Adolphe Orain (1834-1918)
"Une bonne femme, veuve, avait trois fils pour lesquels elle rêvait tous les bonheurs imaginables. Aussi était-elle constamment à la piste des événements qui auraient pu les rendre heureux.
Un jour, elle apprit que le roi avait fait publier, à son de trompe, qu’il donnerait sa fille en mariage au jeune homme qui lui apporterait les plus belles pêches.
Justement la veuve possédait, dans son courtil, un pêcher qui, cette année-là, avait des fruits superbes.
Elle dit à son fils aîné :
– Il faut remplir un panier de pêches et les porter au roi.
– Sans compter, répondit le gas, qui était un fieffé paresseux, j’épouserions ben la fille du roi, pour n’avoir ren à faire.
Il cueillit des pêches et se dirigea vers la demeure royale.
Chemin faisant, il fit la rencontre d’une vieille mendiante qui lui demanda :
– Que portes-tu donc si précieusement dans ton panier ?
Le gas, peu poli, répondit :
– Des œufs, ma bonne femme.
– Prends garde qu’ils soient éclos avant d’être rendus à destination.

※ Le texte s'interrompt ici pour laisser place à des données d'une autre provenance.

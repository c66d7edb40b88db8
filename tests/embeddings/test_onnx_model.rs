// Copyright (c) 2025 Fabstir
// SPDX-License-Identifier: BUSL-1.1

//! ONNX embedding model tests
//!
//! The real-model tests need nomic-embed-text-v1.5 exported to ONNX in
//! `RAG_TEST_EMBEDDING_DIR` (containing `onnx/model.onnx` and
//! `tokenizer.json`). Run them with `cargo test -- --ignored`.

use fabstir_rag_core::embeddings::{
    EmbeddingConfig, EmbeddingEngine, EmbeddingModel, EmbeddingRole, OnnxEmbeddingModel,
};
use fabstir_rag_core::models::{ModelSource, ProgressReporter};
use std::path::PathBuf;

fn model_dir() -> PathBuf {
    std::env::var("RAG_TEST_EMBEDDING_DIR")
        .map(PathBuf::from)
        .unwrap_or_else(|_| PathBuf::from("/workspace/models/nomic-embed-text-v1.5"))
}

#[cfg(test)]
mod onnx_model_tests {
    use super::*;

    /// Missing files fail at construction with the offending path
    #[test]
    fn test_missing_files_fail_to_load() {
        let dir = tempfile::tempdir().unwrap();
        let result = OnnxEmbeddingModel::new(
            "missing",
            dir.path().join("model.onnx"),
            dir.path().join("tokenizer.json"),
            512,
        );

        let err = result.err().expect("load should fail");
        assert!(err.to_string().contains("tokenizer.json"));
    }

    /// A configured model directory is used as is, without the Hub
    #[test]
    fn test_local_source_requires_both_files() {
        let dir = tempfile::tempdir().unwrap();
        std::fs::write(dir.path().join("tokenizer.json"), "{}").unwrap();

        let source = ModelSource {
            model_id: "local".to_string(),
            model_file: "model.onnx".to_string(),
            tokenizer_file: "tokenizer.json".to_string(),
            model_dir: Some(dir.path().to_path_buf()),
        };
        let err = source
            .resolve(&ProgressReporter::new("local", None))
            .err()
            .expect("model file is missing");
        assert!(err.to_string().contains("model.onnx"));
    }

    /// Real model: 768 dimensions, detected at load time
    #[test]
    #[ignore]
    fn test_real_model_dimension() {
        let dir = model_dir();
        let model = OnnxEmbeddingModel::new(
            "nomic-embed-text-v1.5",
            dir.join("onnx/model.onnx"),
            dir.join("tokenizer.json"),
            512,
        )
        .expect("Failed to load model");

        assert_eq!(model.dimension(), 768);
        let vectors = model
            .embed_batch(&["search_query: hello world".to_string()])
            .unwrap();
        assert_eq!(vectors[0].len(), 768);
    }

    /// Real model through the engine: related texts score higher than unrelated ones
    #[tokio::test]
    #[ignore]
    async fn test_real_model_semantic_ordering() {
        let config = EmbeddingConfig {
            model_dir: Some(model_dir()),
            ..Default::default()
        };
        let engine = EmbeddingEngine::onnx(config, None);

        let query = engine
            .embed("How do neural networks learn?", EmbeddingRole::Query)
            .await
            .unwrap();
        let related = engine
            .embed(
                "Neural networks are trained with gradient descent.",
                EmbeddingRole::Document,
            )
            .await
            .unwrap();
        let unrelated = engine
            .embed("Boil pasta in salted water.", EmbeddingRole::Document)
            .await
            .unwrap();

        assert!((query.norm() - 1.0).abs() < 1e-4);
        let related_score = query.similarity(&related).unwrap();
        let unrelated_score = query.similarity(&unrelated).unwrap();
        assert!(
            related_score > unrelated_score,
            "related {} <= unrelated {}",
            related_score,
            unrelated_score
        );
    }
}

Lorsqu’il arriva dans la cour du palais, le roi, qui s’y promenait, lui dit :
– Qu’as-tu là ? mon garçon.
– Des pêches, Sire.
– Montrez-les moi.
Le jeune gas ouvrit le panier et aussitôt toute une couvée de petits poussins se sauva dans la cour."

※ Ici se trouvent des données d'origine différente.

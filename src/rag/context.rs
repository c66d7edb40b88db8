// Copyright (c) 2025 Fabstir
// SPDX-License-Identifier: BUSL-1.1
//! Context assembly
//!
//! Turns ranked passages into the context string handed to the language
//! model. Each passage is labelled with its source id; passages are joined
//! by a delimiter. No passages means an empty string.

use serde::{Deserialize, Serialize};

use super::types::{Passage, ScoreStage};

#[derive(Debug, Clone, PartialEq, Serialize, Deserialize)]
#[serde(default)]
pub struct ContextConfig {
    pub delimiter: String,
    /// Stop adding passages once the context would exceed this many characters
    pub max_context_chars: Option<usize>,
    /// Append each passage's ranking score to its label
    pub include_scores: bool,
}

impl Default for ContextConfig {
    fn default() -> Self {
        Self {
            delimiter: "\n\n---\n\n".to_string(),
            max_context_chars: None,
            include_scores: false,
        }
    }
}

#[derive(Debug, Clone, Default, PartialEq, Serialize, Deserialize)]
pub struct AssembledContext {
    pub text: String,
    /// Source ids of the included passages, in order
    pub source_ids: Vec<String>,
    /// Whether passages were left out to respect `max_context_chars`
    pub truncated: bool,
}

#[derive(Debug, Clone, Default)]
pub struct ContextBuilder {
    config: ContextConfig,
}

impl ContextBuilder {
    pub fn new() -> Self {
        Self::default()
    }

    pub fn with_config(config: ContextConfig) -> Self {
        Self { config }
    }

    pub fn config(&self) -> &ContextConfig {
        &self.config
    }

    /// Builds the context from passages in ranking order
    ///
    /// With `max_context_chars` set, passages are added whole until the next
    /// one would not fit; a passage is never cut in the middle.
    pub fn build(&self, passages: &[Passage]) -> AssembledContext {
        let mut text = String::new();
        let mut source_ids = Vec::new();
        let mut truncated = false;

        for passage in passages {
            let block = self.format_passage(passage);
            let separator = if text.is_empty() { "" } else { self.config.delimiter.as_str() };

            if let Some(limit) = self.config.max_context_chars {
                let projected = text.chars().count() + separator.chars().count() + block.chars().count();
                if projected > limit {
                    truncated = true;
                    break;
                }
            }

            text.push_str(separator);
            text.push_str(&block);
            source_ids.push(passage.source_id.clone());
        }

        AssembledContext {
            text,
            source_ids,
            truncated,
        }
    }

    fn format_passage(&self, passage: &Passage) -> String {
        let label = match (self.config.include_scores, passage.ranking_score()) {
            (true, Some((ScoreStage::CrossEncoder, score))) => {
                format!("[Source: {}] (relevance: {:.3})", passage.source_id, score)
            }
            (true, Some((ScoreStage::VectorSimilarity, score))) => {
                format!("[Source: {}] (similarity: {:.3})", passage.source_id, score)
            }
            _ => format!("[Source: {}]", passage.source_id),
        };

        format!("{}\n{}", label, passage.text.trim())
    }
}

Ces contes du pays Gallo, cette Haute-Bretagne aux chemins creux et aux pommiers penchés, Adolphe Orain les a recueillis comme on ramasse les pommes sous le pommier : avec soin, avec respect, avec la malice des anciens. Sorcières, dragons et lutins hantent les chemins, et chaque histoire porte l'odeur de la terre, du feu, et du parler gallo, cette vieille langue d'oïl qui chante encore dans les veillées.